§ Task input
· · · · · · ·

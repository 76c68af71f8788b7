#![cfg_attr(not(debug_assertions), windows_subsystem = "windows")]

mod app;
mod ui;

use tracing_subscriber::EnvFilter;

fn main() -> eframe::Result<()> {
    tracing_subscriber::fmt()
        .with_env_filter(
            EnvFilter::try_from_default_env().unwrap_or_else(|_| EnvFilter::new("day_planner=info")),
        )
        .init();

    let options = eframe::NativeOptions {
        viewport: egui::ViewportBuilder::default()
            .with_inner_size([1200.0, 800.0])
            .with_min_inner_size([760.0, 480.0])
            .with_title("Day Planner"),
        ..Default::default()
    };

    eframe::run_native(
        "Day Planner",
        options,
        Box::new(|cc| Ok(Box::new(app::PlannerApp::new(cc)))),
    )
}
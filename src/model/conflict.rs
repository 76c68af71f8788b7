use uuid::Uuid;

use crate::model::schedule::FixedSchedule;
use crate::model::task::Task;
use crate::model::time::TimelineSpan;

#[derive(Debug, Clone, Copy, PartialEq, Eq)]
pub enum SlotKind {
    Fixed,
    Task,
}

/// Something occupying a stretch of the day.
#[derive(Debug, Clone, PartialEq)]
pub struct Slot {
    pub kind: SlotKind,
    pub id: Uuid,
    pub title: String,
    pub span: TimelineSpan,
}

/// Two slots whose time ranges overlap.
#[derive(Debug, Clone, PartialEq)]
pub struct Conflict {
    pub first: Slot,
    pub second: Slot,
    pub overlap: TimelineSpan,
}

/// Collect fixed schedules and scheduled tasks into comparable slots.
///
/// Tasks without a window, or whose window ends before it starts, are left out.
pub fn collect_slots<'a>(
    fixed: impl IntoIterator<Item = &'a FixedSchedule>,
    tasks: impl IntoIterator<Item = &'a Task>,
) -> Vec<Slot> {
    let mut slots: Vec<Slot> = fixed
        .into_iter()
        .map(|s| Slot {
            kind: SlotKind::Fixed,
            id: s.id,
            title: s.title.clone(),
            span: s.span(),
        })
        .collect();

    slots.extend(tasks.into_iter().filter_map(|t| {
        let (start, end) = t.scheduled_times()?;
        Some(Slot {
            kind: SlotKind::Task,
            id: t.id,
            title: t.content.clone(),
            span: TimelineSpan::between(start, end)?,
        })
    }));
    slots
}

/// Every pair of slots that overlap, in input order.
pub fn detect_conflicts<'a>(
    fixed: impl IntoIterator<Item = &'a FixedSchedule>,
    tasks: impl IntoIterator<Item = &'a Task>,
) -> Vec<Conflict> {
    let slots = collect_slots(fixed, tasks);
    let mut conflicts = Vec::new();
    for (i, a) in slots.iter().enumerate() {
        for b in &slots[i + 1..] {
            if let Some(overlap) = a.span.overlap(&b.span) {
                conflicts.push(Conflict {
                    first: a.clone(),
                    second: b.clone(),
                    overlap,
                });
            }
        }
    }
    conflicts
}
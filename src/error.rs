use thiserror::Error;
use uuid::Uuid;

use crate::model::time::TimeOfDay;

/// Errors raised by the planner core and its file formats.
#[derive(Debug, Error)]
pub enum PlannerError {
    #[error("invalid time '{0}': expected HH:MM with hour 0-23 and minute 0-59")]
    InvalidTimeFormat(String),

    #[error("invalid fixed schedule: {0}")]
    InvalidSchedule(String),

    #[error("a {minutes}-minute window starting at {start} does not fit in the day")]
    OutsideDay { start: TimeOfDay, minutes: i32 },

    #[error("task {0} not found")]
    TaskNotFound(Uuid),

    #[error("fixed schedule {0} not found")]
    ScheduleNotFound(Uuid),

    #[error("file error: {0}")]
    Io(#[from] std::io::Error),

    #[error("JSON error: {0}")]
    Json(#[from] serde_json::Error),

    #[error("CSV error: {0}")]
    Csv(#[from] csv::Error),

    #[error("CSV is missing required columns (found {found:?}); need: {required}")]
    MissingColumns { found: Vec<String>, required: String },

    #[error("{0}")]
    EmptyImport(String),

    #[error("schedule service failed: {0}")]
    Service(String),
}

pub type Result<T> = std::result::Result<T, PlannerError>;
use chrono::NaiveTime;

use crate::error::Result;
use crate::model::time::{TimeOfDay, LAST_MINUTE, MINUTES_PER_DAY};

/// Timeline scale: one pixel per minute, so each hour band is 60px tall at 100% zoom.
pub const PIXELS_PER_MINUTE: i32 = 1;

/// Pixel offset of `time` ("HH:MM") from the top of the timeline.
pub fn time_to_position(time: &str) -> Result<i32> {
    Ok(offset_of(time.parse()?))
}

/// Pixel offset of an already parsed time.
pub fn offset_of(time: TimeOfDay) -> i32 {
    time.minutes_since_midnight() * PIXELS_PER_MINUTE
}

/// Signed height in pixels from `start` to `end`.
pub fn height_between(start: TimeOfDay, end: TimeOfDay) -> i32 {
    offset_of(end) - offset_of(start)
}

/// Height in pixels of a block running from `start` to `end`.
///
/// Negative when `end` precedes `start`: the clock does not wrap past
/// midnight, so the caller has to flag such a block instead of drawing it.
pub fn duration_height(start: &str, end: &str) -> Result<i32> {
    Ok(height_between(start.parse()?, end.parse()?))
}

/// Time at a pixel offset, clamped to the visible day (00:00..=23:59).
pub fn position_to_time(pixels: i32) -> String {
    let minutes = (pixels / PIXELS_PER_MINUTE).clamp(0, LAST_MINUTE);
    TimeOfDay::from_minutes_clamped(minutes).to_string()
}

/// Offset of the "now" marker.
pub fn current_time_position(now: NaiveTime) -> i32 {
    offset_of(TimeOfDay::from(now))
}

/// On-screen mapping of the day timeline at the current zoom level.
#[derive(Debug, Clone)]
pub struct DayViewport {
    /// Screen pixels per timeline pixel.
    pub zoom: f32,
}

impl Default for DayViewport {
    fn default() -> Self {
        Self { zoom: 1.0 }
    }
}

impl DayViewport {
    const MIN_ZOOM: f32 = 0.5;
    const MAX_ZOOM: f32 = 4.0;

    pub fn new(zoom: f32) -> Self {
        Self {
            zoom: zoom.clamp(Self::MIN_ZOOM, Self::MAX_ZOOM),
        }
    }

    /// Screen pixels per minute.
    pub fn pixels_per_minute(&self) -> f32 {
        PIXELS_PER_MINUTE as f32 * self.zoom
    }

    /// Convert minutes since midnight to a y offset from the timeline top.
    pub fn minute_to_y(&self, minutes: i32) -> f32 {
        minutes as f32 * self.pixels_per_minute()
    }

    /// Total height in pixels of the 24-hour strip.
    pub fn total_height(&self) -> f32 {
        self.minute_to_y(MINUTES_PER_DAY)
    }

    /// Zoom in (taller hour bands).
    pub fn zoom_in(&mut self) {
        self.zoom = (self.zoom * 1.25).min(Self::MAX_ZOOM);
    }

    /// Zoom out (shorter hour bands).
    pub fn zoom_out(&mut self) {
        self.zoom = (self.zoom / 1.25).max(Self::MIN_ZOOM);
    }

    pub fn reset_zoom(&mut self) {
        self.zoom = 1.0;
    }
}

/// Labels for the 24 hour bands: "00:00" .. "23:00".
pub fn hour_labels() -> impl Iterator<Item = (i32, String)> {
    (0..24).map(|h| (h * 60, format!("{:02}:00", h)))
}

#[cfg(test)]
mod tests {
    use super::*;
    use crate::error::PlannerError;

    #[test]
    fn maps_times_to_minutes() {
        assert_eq!(time_to_position("00:00").unwrap(), 0);
        assert_eq!(time_to_position("09:30").unwrap(), 570);
        assert_eq!(time_to_position("23:59").unwrap(), 1439);
    }

    #[test]
    fn rejects_out_of_range_time() {
        assert!(matches!(
            time_to_position("25:00"),
            Err(PlannerError::InvalidTimeFormat(_))
        ));
        assert!(duration_height("09:00", "9h").is_err());
    }

    #[test]
    fn duration_height_may_be_negative() {
        assert_eq!(duration_height("09:00", "10:30").unwrap(), 90);
        assert_eq!(duration_height("10:00", "09:00").unwrap(), -60);
    }

    #[test]
    fn position_to_time_clamps() {
        assert_eq!(position_to_time(-10), "00:00");
        assert_eq!(position_to_time(2000), "23:59");
        assert_eq!(position_to_time(754), "12:34");
    }

    #[test]
    fn every_valid_time_round_trips() {
        for h in 0..24 {
            for m in 0..60 {
                let t = format!("{:02}:{:02}", h, m);
                assert_eq!(position_to_time(time_to_position(&t).unwrap()), t);
            }
        }
    }

    #[test]
    fn viewport_zoom_is_bounded() {
        let mut vp = DayViewport::default();
        for _ in 0..20 {
            vp.zoom_in();
        }
        assert_eq!(vp.zoom, 4.0);
        for _ in 0..40 {
            vp.zoom_out();
        }
        assert_eq!(vp.zoom, 0.5);
    }

    #[test]
    fn viewport_scales_minutes() {
        let vp = DayViewport::new(2.0);
        assert_eq!(vp.minute_to_y(90), 180.0);
        assert_eq!(vp.pixels_per_minute(), 2.0);
        assert_eq!(vp.total_height(), 2880.0);
    }

    #[test]
    fn parsed_time_helpers_match_string_forms() {
        let start: TimeOfDay = "09:30".parse().unwrap();
        let end: TimeOfDay = "08:15".parse().unwrap();
        assert_eq!(offset_of(start), time_to_position("09:30").unwrap());
        assert_eq!(height_between(start, end), duration_height("09:30", "08:15").unwrap());
        assert_eq!(height_between(end, start), 75);
    }

    #[test]
    fn now_marker_position() {
        let now = NaiveTime::from_hms_opt(14, 15, 42).unwrap();
        assert_eq!(current_time_position(now), 855);
    }
}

· · · · · · ·

§ What you are asked to do
With "const" as the string to find, copy every line of the records that holds it.

§ Reply to the task
pub const PIXELS_PER_MINUTE: i32 = 1;
    const MIN_ZOOM: f32 = 0.5;
    const MAX_ZOOM: f32 = 4.0;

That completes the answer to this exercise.